Experts working on the vaccine are optimistic that it can be approved by regulators by the end of the year, allowing adults in the UK to be vaccinated by April 2021, The Times recently reported.
Just yesterday it was announced in various media agencies that "70% of the Russian population could be vaccinated in one year".
The production volume of the Russian vaccine, called 'Sputnik V', in December could reach between 5 and 6 million doses per month, which could allow 70% of the Russian population to be vaccinated in 10-12 months, announced this Wednesday Alexandre Guintsburg, director of the Russian National Research Centre for Epidemiology and Gamaleya Microbiology, where the vaccine was created.
On 9 September the third phase of clinical trials of Sputnik V began, involving 40,000 people. Outside Russia, the vaccine is being tested in Venezuela, the United Arab Emirates and Belarus. More than 40 countries have already expressed interest in obtaining the drug.
Last Monday, the director of the Russian Direct Investment Fund, Kirill Dmitriev, announced that the Sputnik V vaccine could be delivered to Latin American countries starting in December.

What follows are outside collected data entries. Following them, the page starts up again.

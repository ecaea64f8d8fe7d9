//! brok-pipeline: Pure raster-to-toolpath pipeline (sans-IO).
//!
//! Converts an image of a part outline into a plasma-cutter motion
//! program through:
//! extract -> plan (with bounded retry) -> validate -> enforce winding ->
//! order -> compile.
//!
//! This crate has **no I/O dependencies** -- it operates on in-memory
//! images and byte slices and returns structured data. File handling
//! and text formats live in `brok-export` and the `brok` binary.

pub mod bevel;
pub mod blur;
pub mod compile;
pub mod config;
pub mod contour;
pub mod diagnostics;
pub mod error;
pub mod extract;
pub mod grayscale;
pub mod order;
pub mod plan;
pub mod retry;
pub mod simplify;
pub mod skeleton;
pub mod toolpath;
pub mod types;
pub mod validate;

pub use bevel::{OrientedContour, Winding};
pub use compile::{CompileOptions, Tooth};
pub use config::{
    ExtractionConfig, FeatureSpec, MachineConfig, PipelineConfig, ProbeConfig, RetryPolicy,
    RingSpec, ToothDirection,
};
pub use error::{CompileError, ExtractionError, GeometryError, PipelineError, PlacementError};
pub use extract::Extraction;
pub use plan::{FeaturePlacement, PlacementResult};
pub use skeleton::{SkeletonBuilder, SkeletonKind, SkeletonPointSet};
pub use toolpath::{ArcDirection, MotionPrimitive, ToolpathProgram};
pub use types::{
    Axis, BoundingBox, Contour, ContourId, ContourKind, Dimensions, GrayImage, Point,
};
pub use validate::ValidationReport;

use tracing::info;

/// Everything a run produces.
///
/// A run that completes is not necessarily a run that passed: check
/// `report.passed` before trusting `program`.
#[derive(Debug, Clone)]
pub struct RunOutput {
    /// Contours and skeleton from the image.
    pub extraction: Extraction,
    /// Final placements, one per configured region.
    pub placements: Vec<PlacementResult>,
    /// Contours with enforced winding, in cutting order.
    pub contours: Vec<OrientedContour>,
    /// The compiled motion program.
    pub program: ToolpathProgram,
    /// Verdict on `placements`.
    pub report: ValidationReport,
    /// Planning attempts used, starting at 1.
    pub attempts: u32,
}

/// Run the full pipeline on encoded image bytes.
///
/// Takes raw image bytes (PNG, JPEG, BMP, WebP) and a configuration.
///
/// # Errors
///
/// Returns [`PipelineError::InvalidConfig`] before touching the image if
/// the configuration is out of range, [`PipelineError::EmptyInput`] if
/// `image_bytes` is empty, [`PipelineError::ImageDecode`] if the format
/// is unrecognized, and any stage error from [`process_image`].
pub fn process(image_bytes: &[u8], config: &PipelineConfig) -> Result<RunOutput, PipelineError> {
    config.validate()?;
    let gray = grayscale::decode_and_grayscale(image_bytes)?;
    run(&gray, config)
}

/// Run the full pipeline on an already decoded grayscale image.
///
/// # Pipeline steps
///
/// 1. Validate the configuration
/// 2. Extract the outer contour, holes and skeleton
/// 3. Plan and validate every region, re-planning failing regions with
///    widened boxes up to `config.retry.max_retries` times
/// 4. Enforce winding (outer CW, inner CCW)
/// 5. Order loops for cutting (holes first)
/// 6. Compile to motion primitives
///
/// # Errors
///
/// Returns [`PipelineError::InvalidConfig`],
/// [`PipelineError::Extraction`], [`PipelineError::Placement`] (only
/// once retries are spent), [`PipelineError::Geometry`] or
/// [`PipelineError::Compile`]. A failing validation is not an error.
pub fn process_image(gray: &GrayImage, config: &PipelineConfig) -> Result<RunOutput, PipelineError> {
    config.validate()?;
    run(gray, config)
}

fn run(gray: &GrayImage, config: &PipelineConfig) -> Result<RunOutput, PipelineError> {
    let extraction = extract::extract(gray, &config.extraction)?;
    let planned = retry::plan_with_retry(
        &config.regions,
        &extraction.skeleton,
        config.tolerance_fraction,
        &config.retry,
    )?;
    let contours = orient_and_order(&extraction, config)?;
    let program = compile_program(&contours, &planned.placements, config)?;

    info!(
        contours = contours.len(),
        primitives = program.len(),
        attempts = planned.attempts,
        passed = planned.report.passed,
        "pipeline finished"
    );

    Ok(RunOutput {
        extraction,
        placements: planned.placements,
        contours,
        program,
        report: planned.report,
        attempts: planned.attempts,
    })
}

/// Enforce winding on every extracted contour and put them in cutting
/// order, walking from the machine's home position.
pub(crate) fn orient_and_order(
    extraction: &Extraction,
    config: &PipelineConfig,
) -> Result<Vec<OrientedContour>, GeometryError> {
    let oriented = bevel::enforce_all(extraction.contours().cloned())?;
    let origin = config.machine.home.unwrap_or(Point::new(0.0, 0.0));
    Ok(order::order_for_cutting(oriented, origin))
}

/// Turn placements into teeth and compile everything.
pub(crate) fn compile_program(
    contours: &[OrientedContour],
    placements: &[PlacementResult],
    config: &PipelineConfig,
) -> Result<ToolpathProgram, CompileError> {
    let mut teeth: Vec<Tooth> = placements
        .iter()
        .filter_map(|result| {
            config
                .regions
                .iter()
                .find(|spec| spec.name == result.region)
                .map(|spec| Tooth::from_placements(result, spec))
        })
        .flatten()
        .collect();
    if config.extraction.skeleton == SkeletonKind::MedialAxis {
        compile::project_onto_targets(&mut teeth, contours);
    }

    let options = CompileOptions {
        machine: &config.machine,
        edge_tolerance: config.edge_tolerance,
    };
    compile::compile(contours, &teeth, config.ring.as_ref(), &options)
}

Sputnik V, Russia's coronavirus vaccine, was registered on 11 August in full compliance with international standards. It was created artificially, without any element of the coronavirus in its composition, and is presented in freeze-dried form, as a powder that is mixed with an excipient to dissolve it and then administered intramuscularly.
The drug uses human adenovirus technology from two different vectors, Ad26 and Ad5, for a first and second injection. However, Sputnik V does not contain live human adenoviruses, but human adenoviral vectors that are not capable of multiplying "and are completely safe for health".
Sputnik V is based on an existing two-vector vaccine platform developed in 2015 to treat Ebola, which passed all phases of clinical trials and was used to defeat the Ebola epidemic in Africa in 2017.
Previously, the results of the Phase 1 and 2 clinical trials were published in The Lancet, one of the most respected scientific journals in medicine worldwide.
In that publication, the vaccine developers note that 100% of participants developed a stable humoral and cellular immune response during phases 1 and 2 of the trials. At the same time, the level of antibodies against SARS-CoV-2 in volunteers vaccinated with Sputnik V was 1.4 to 1.5 times higher than in patients who had recovered from coronavirus.